A quarter of Section Five for The Third Place (1st Ed.) has been finished. I managed to acquire some new information on Viktor Gruen that I felt should be brought to the attention of the ARPLAN Blog. It’s one of those areas in my research where someone or something in the late 20th century has its antecedent or their origins in the early 20th century. Right now, I am writing a message to Bogumil about the significance of what I had found for his own research.

The Social-Democratic affiliations of Gruen were covered in a fairly recent book, entitled, Free-Market Socialists: European Émigrés Who Made Capitalist Culture in America, 1918–1968. Its author, Joseph Malherek, was trying to make an argument that I had recalled Ernst Jünger positing in Der Arbeiter.

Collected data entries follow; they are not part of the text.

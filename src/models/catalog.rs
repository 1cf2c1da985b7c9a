//! Part/Material manager contracts (§6) — the catalog layer callers use to
//! build up validated input before calling [`crate::optimizer::optimize`]
//! (C9).

use crate::errors::ValidationError;
use crate::geometry;
use crate::models::material::{Material, MaterialId};
use crate::models::part::{Part, PartAngles, PartId};

/// CRUD + derived-query manager for stock bar types.
#[derive(Debug, Clone, Default)]
pub struct MaterialCatalog {
    materials: Vec<Material>,
    next_id: MaterialId,
}

impl MaterialCatalog {
    pub fn new() -> Self {
        Self::default()
    }

    /// Rejects non-positive/non-finite lengths and duplicate lengths.
    pub fn add_material(&mut self, length: f64) -> Result<MaterialId, ValidationError> {
        if !length.is_finite() || length <= 0.0 {
            return Err(ValidationError::InvalidMaterialLength { length });
        }
        if self.materials.iter().any(|m| m.length == length) {
            return Err(ValidationError::DuplicateMaterialLength { length });
        }
        let id = self.next_id;
        self.next_id += 1;
        self.materials.push(Material::new(id, length));
        Ok(id)
    }

    pub fn get(&self, id: MaterialId) -> Option<&Material> {
        self.materials.iter().find(|m| m.id == id)
    }

    pub fn remove(&mut self, id: MaterialId) -> Option<Material> {
        let index = self.materials.iter().position(|m| m.id == id)?;
        Some(self.materials.remove(index))
    }

    pub fn iter(&self) -> impl Iterator<Item = &Material> {
        self.materials.iter()
    }

    pub fn len(&self) -> usize {
        self.materials.len()
    }

    pub fn is_empty(&self) -> bool {
        self.materials.is_empty()
    }

    pub fn longest(&self) -> Option<&Material> {
        self.materials
            .iter()
            .max_by(|a, b| a.length.partial_cmp(&b.length).unwrap())
    }

    pub fn shortest(&self) -> Option<&Material> {
        self.materials
            .iter()
            .min_by(|a, b| a.length.partial_cmp(&b.length).unwrap())
    }

    pub fn by_length_range(&self, min: f64, max: f64) -> Vec<&Material> {
        self.materials
            .iter()
            .filter(|m| m.length >= min && m.length <= max)
            .collect()
    }
}

/// CRUD + derived-query manager for demanded parts.
#[derive(Debug, Clone, Default)]
pub struct PartCatalog {
    parts: Vec<Part>,
    next_id: PartId,
}

impl PartCatalog {
    pub fn new() -> Self {
        Self::default()
    }

    /// Validates angles per [`geometry::validate_part_angles`] and numeric
    /// constraints; `quantity = 0` is accepted (the part is skipped
    /// downstream, per the data model's lifecycle rule).
    pub fn add_part(
        &mut self,
        length: f64,
        quantity: u32,
        angles: PartAngles,
        thickness: f64,
    ) -> Result<PartId, Vec<ValidationError>> {
        let mut violations = Vec::new();

        if !length.is_finite() || length <= 0.0 {
            violations.push(ValidationError::InvalidPartLength { length });
        }
        if !thickness.is_finite() || thickness <= 0.0 {
            violations.push(ValidationError::InvalidPartThickness { thickness });
        }
        if let Err(angle_errors) = geometry::validate_part_angles(&angles) {
            violations.extend(angle_errors);
        }

        if !violations.is_empty() {
            return Err(violations);
        }

        let id = self.next_id;
        self.next_id += 1;
        self.parts
            .push(Part::new(id, length, quantity, angles).with_thickness(thickness));
        Ok(id)
    }

    pub fn get(&self, id: PartId) -> Option<&Part> {
        self.parts.iter().find(|p| p.id == id)
    }

    pub fn remove(&mut self, id: PartId) -> Option<Part> {
        let index = self.parts.iter().position(|p| p.id == id)?;
        Some(self.parts.remove(index))
    }

    pub fn iter(&self) -> impl Iterator<Item = &Part> {
        self.parts.iter()
    }

    pub fn len(&self) -> usize {
        self.parts.len()
    }

    pub fn is_empty(&self) -> bool {
        self.parts.is_empty()
    }

    pub fn longest(&self) -> Option<&Part> {
        self.parts
            .iter()
            .max_by(|a, b| a.length.partial_cmp(&b.length).unwrap())
    }

    pub fn shortest(&self) -> Option<&Part> {
        self.parts
            .iter()
            .min_by(|a, b| a.length.partial_cmp(&b.length).unwrap())
    }

    pub fn by_length_range(&self, min: f64, max: f64) -> Vec<&Part> {
        self.parts
            .iter()
            .filter(|p| p.length >= min && p.length <= max)
            .collect()
    }

    pub fn with_usable_angles(&self) -> Vec<&Part> {
        self.parts.iter().filter(|p| p.has_usable_angles()).collect()
    }

    pub fn by_thickness(&self, thickness: f64) -> Vec<&Part> {
        self.parts
            .iter()
            .filter(|p| (p.thickness - thickness).abs() < f64::EPSILON)
            .collect()
    }
}

#[cfg(test)]
mod tests {
    use super::*;

    #[test]
    fn rejects_duplicate_material_length() {
        let mut catalog = MaterialCatalog::new();
        catalog.add_material(6000.0).unwrap();
        let err = catalog.add_material(6000.0).unwrap_err();
        assert_eq!(err, ValidationError::DuplicateMaterialLength { length: 6000.0 });
    }

    #[test]
    fn rejects_non_positive_material_length() {
        let mut catalog = MaterialCatalog::new();
        assert!(catalog.add_material(0.0).is_err());
        assert!(catalog.add_material(-5.0).is_err());
    }

    #[test]
    fn longest_and_shortest_material() {
        let mut catalog = MaterialCatalog::new();
        catalog.add_material(4000.0).unwrap();
        catalog.add_material(6000.0).unwrap();
        assert_eq!(catalog.longest().unwrap().length, 6000.0);
        assert_eq!(catalog.shortest().unwrap().length, 4000.0);
    }

    #[test]
    fn rejects_malformed_part_angles() {
        let mut catalog = PartCatalog::new();
        let angles = PartAngles {
            top_left: 45.0,
            bottom_left: 30.0,
            top_right: 0.0,
            bottom_right: 0.0,
        };
        let err = catalog.add_part(1500.0, 1, angles, 10.0).unwrap_err();
        assert_eq!(err.len(), 1);
    }

    #[test]
    fn accepts_zero_quantity_part() {
        let mut catalog = PartCatalog::new();
        let id = catalog
            .add_part(1500.0, 0, PartAngles::square(), 10.0)
            .unwrap();
        assert_eq!(catalog.get(id).unwrap().quantity, 0);
    }

    #[test]
    fn with_usable_angles_filters_square_parts() {
        let mut catalog = PartCatalog::new();
        catalog.add_part(1000.0, 1, PartAngles::square(), 10.0).unwrap();
        catalog
            .add_part(
                1000.0,
                1,
                PartAngles {
                    top_left: 45.0,
                    ..PartAngles::square()
                },
                10.0,
            )
            .unwrap();
        assert_eq!(catalog.with_usable_angles().len(), 1);
    }
}
//! Parts: the angled pieces demanded from stock bars.

use serde::{Deserialize, Serialize};

use crate::constants::DEFAULT_THICKNESS;

pub type PartId = u64;

/// The four corner bevel angles of a part, each in `[0, 90)`. `0` means a
/// square corner (no bevel).
#[derive(Debug, Clone, Copy, PartialEq, Serialize, Deserialize)]
pub struct PartAngles {
    pub top_left: f64,
    pub top_right: f64,
    pub bottom_left: f64,
    pub bottom_right: f64,
}

impl PartAngles {
    pub fn square() -> Self {
        Self {
            top_left: 0.0,
            top_right: 0.0,
            bottom_left: 0.0,
            bottom_right: 0.0,
        }
    }

    /// Corner angles indexed 0..4 in a fixed order: topLeft, topRight,
    /// bottomLeft, bottomRight. Position indices are used by the angle
    /// matcher (C2) for deterministic tie-breaking.
    pub fn by_position(&self) -> [f64; 4] {
        [
            self.top_left,
            self.top_right,
            self.bottom_left,
            self.bottom_right,
        ]
    }
}

/// A demanded part type: a length, a quantity, four corner angles, and a
/// thickness. Parts are immutable once ingested.
#[derive(Debug, Clone, PartialEq, Serialize, Deserialize)]
pub struct Part {
    pub id: PartId,
    pub length: f64,
    pub quantity: u32,
    pub angles: PartAngles,
    pub thickness: f64,
}

impl Part {
    pub fn new(id: PartId, length: f64, quantity: u32, angles: PartAngles) -> Self {
        Self {
            id,
            length,
            quantity,
            angles,
            thickness: DEFAULT_THICKNESS,
        }
    }

    pub fn with_thickness(mut self, thickness: f64) -> Self {
        self.thickness = thickness;
        self
    }

    pub fn has_usable_angles(&self) -> bool {
        crate::geometry::has_usable_angles(&self.angles)
    }
}

/// One concrete instance of a [`Part`], identified by its position within
/// the part's quantity. Expanding a part of `quantity = 3` yields instances
/// with `instance_index` 0, 1, 2.
#[derive(Debug, Clone, Copy, PartialEq, Serialize, Deserialize)]
pub struct PartInstance {
    pub part_id: PartId,
    pub instance_index: u32,
    pub length: f64,
    pub angles: PartAngles,
    pub thickness: f64,
}

impl PartInstance {
    pub fn has_usable_angles(&self) -> bool {
        crate::geometry::has_usable_angles(&self.angles)
    }
}

/// A part that failed [`crate::geometry::validate_part_angles`] or basic
/// numeric validation. Collected and reported, never aborts the run.
#[derive(Debug, Clone, PartialEq, Serialize, Deserialize)]
pub struct InvalidPart {
    pub part_id: PartId,
    pub violations: Vec<String>,
}
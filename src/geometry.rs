//! Geometry & angle primitives (C1).
//!
//! These are the only functions in the crate that touch trigonometry; every
//! other component calls into here rather than recomputing savings or
//! re-deriving the angle-compatibility rule.

use crate::errors::ValidationError;
use crate::models::part::PartAngles;

/// `0 <= a < 90`.
pub fn is_valid_bevel_angle(angle: f64) -> bool {
    angle.is_finite() && angle >= 0.0 && angle < 90.0
}

/// Two corners can share a cut iff both are non-zero bevels within
/// `tolerance` of one another. Zero angles (square corners) never match,
/// even against another zero.
pub fn can_angles_match(a1: f64, a2: f64, tolerance: f64) -> bool {
    a1 > 0.0 && a2 > 0.0 && (a1 - a2).abs() <= tolerance
}

/// `sin(angle * pi / 180) * min(t1, t2)`.
///
/// Zero at `angle = 0`, approaching `min(t1, t2)` as `angle` approaches 90°.
/// Pure function of its inputs: identical inputs always produce a
/// bit-identical result.
pub fn shared_cut_savings(angle: f64, t1: f64, t2: f64) -> f64 {
    (angle.to_radians()).sin() * t1.min(t2)
}

/// Validates the side-exclusion rule and angle ranges for a part's four
/// corners, collecting every violation rather than stopping at the first.
pub fn validate_part_angles(angles: &PartAngles) -> Result<(), Vec<ValidationError>> {
    let mut violations = Vec::new();

    for angle in [
        angles.top_left,
        angles.top_right,
        angles.bottom_left,
        angles.bottom_right,
    ] {
        if !is_valid_bevel_angle(angle) {
            violations.push(ValidationError::AngleOutOfRange { angle });
        }
    }

    if angles.top_left > 0.0 && angles.bottom_left > 0.0 {
        violations.push(ValidationError::LeftSideConflict {
            top_left: angles.top_left,
            bottom_left: angles.bottom_left,
        });
    }

    if angles.top_right > 0.0 && angles.bottom_right > 0.0 {
        violations.push(ValidationError::RightSideConflict {
            top_right: angles.top_right,
            bottom_right: angles.bottom_right,
        });
    }

    if violations.is_empty() {
        Ok(())
    } else {
        Err(violations)
    }
}

/// At least one corner is a usable (non-zero) bevel.
pub fn has_usable_angles(angles: &PartAngles) -> bool {
    angles.top_left > 0.0
        || angles.top_right > 0.0
        || angles.bottom_left > 0.0
        || angles.bottom_right > 0.0
}

#[cfg(test)]
mod tests {
    use super::*;

    #[test]
    fn zero_angle_never_matches() {
        assert!(!can_angles_match(0.0, 0.0, 10.0));
        assert!(!can_angles_match(0.0, 45.0, 10.0));
        assert!(!can_angles_match(45.0, 0.0, 10.0));
    }

    #[test]
    fn can_angles_match_is_symmetric() {
        for (a, b, tol) in [(30.0, 35.0, 10.0), (10.0, 40.0, 5.0), (45.0, 45.0, 0.0)] {
            assert_eq!(can_angles_match(a, b, tol), can_angles_match(b, a, tol));
        }
    }

    #[test]
    fn savings_monotone_in_angle() {
        let mut prev = shared_cut_savings(0.0, 10.0, 10.0);
        for angle in (1..90).step_by(5) {
            let next = shared_cut_savings(angle as f64, 10.0, 10.0);
            assert!(next >= prev, "savings decreased at angle {angle}");
            prev = next;
        }
    }

    #[test]
    fn savings_deterministic() {
        let a = shared_cut_savings(45.0, 10.0, 12.0);
        let b = shared_cut_savings(45.0, 10.0, 12.0);
        assert_eq!(a.to_bits(), b.to_bits());
    }

    #[test]
    fn savings_zero_at_zero_angle() {
        assert_eq!(shared_cut_savings(0.0, 10.0, 10.0), 0.0);
    }

    #[test]
    fn savings_uses_thinner_part() {
        let s = shared_cut_savings(90.0, 5.0, 20.0);
        assert!((s - 5.0).abs() < 1e-9);
    }

    #[test]
    fn validate_collects_all_violations() {
        let angles = PartAngles {
            top_left: 45.0,
            bottom_left: 30.0,
            top_right: 100.0,
            bottom_right: 0.0,
        };
        let errs = validate_part_angles(&angles).unwrap_err();
        assert_eq!(errs.len(), 2);
        assert!(errs
            .iter()
            .any(|e| matches!(e, ValidationError::LeftSideConflict { .. })));
        assert!(errs
            .iter()
            .any(|e| matches!(e, ValidationError::AngleOutOfRange { .. })));
    }

    #[test]
    fn validate_is_idempotent() {
        let angles = PartAngles {
            top_left: 45.0,
            bottom_left: 30.0,
            top_right: 0.0,
            bottom_right: 0.0,
        };
        assert_eq!(validate_part_angles(&angles), validate_part_angles(&angles));
    }
}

In Der Arbeiter, Jünger argued that “Nationalism” and “Socialism,” as they were conceived in the 19th century, are products of that earlier epoch and cannot readily adapt to the State of Total Mobilization. One version of Nationalism (like Yugoslav Nationalism or Czechoslovak Nationalism) can be opposed by the competing claims of another version of Nationalism (like Croat and Serb Nationalism or Czech and Slovak Nationalism). Conversely, Socialism cannot become a viable alternative to Capitalism if it strives to be too idealistic and utopian to the point of becoming incapable of existing without Capitalism because a Liberal Capitalist can exploit Socialist ideas to pursue their own ideological aims.

This conclusion is a perfectly sound one insofar as real Liberal Capitalists like John Maynard Keynes, Milton Friedman and Friedrich von Hayek were also realizing that the old Liberal ideal of abolishing the Civil Government of Parliament for the Market (i.e. elimination of the role of government in economic life) entirely can no longer be achieved within the State of Total Mobilization. Thus, in their respective works, they recognized that the Parliament should instead be used to promote the aims of the Market, thereby creating a Liberalization of Young Minds. In The Third Place (1st Ed.), I refer to that phenomenon by pointing out how Production for Profit and Production for Utility are interchangeable because they both share the same metaphysical paradigm.

For Malherek, I am not surprised that concluded his book by arguing for a synthetic view of Capitalism and Socialism. He insisted that neither can exist without the other. His general argument is that Socialism cannot exist without Capitalism. But reading between the lines, I am convinced that he was referring to the First and Second Modes of Production, Production for Profit and Production for Utility.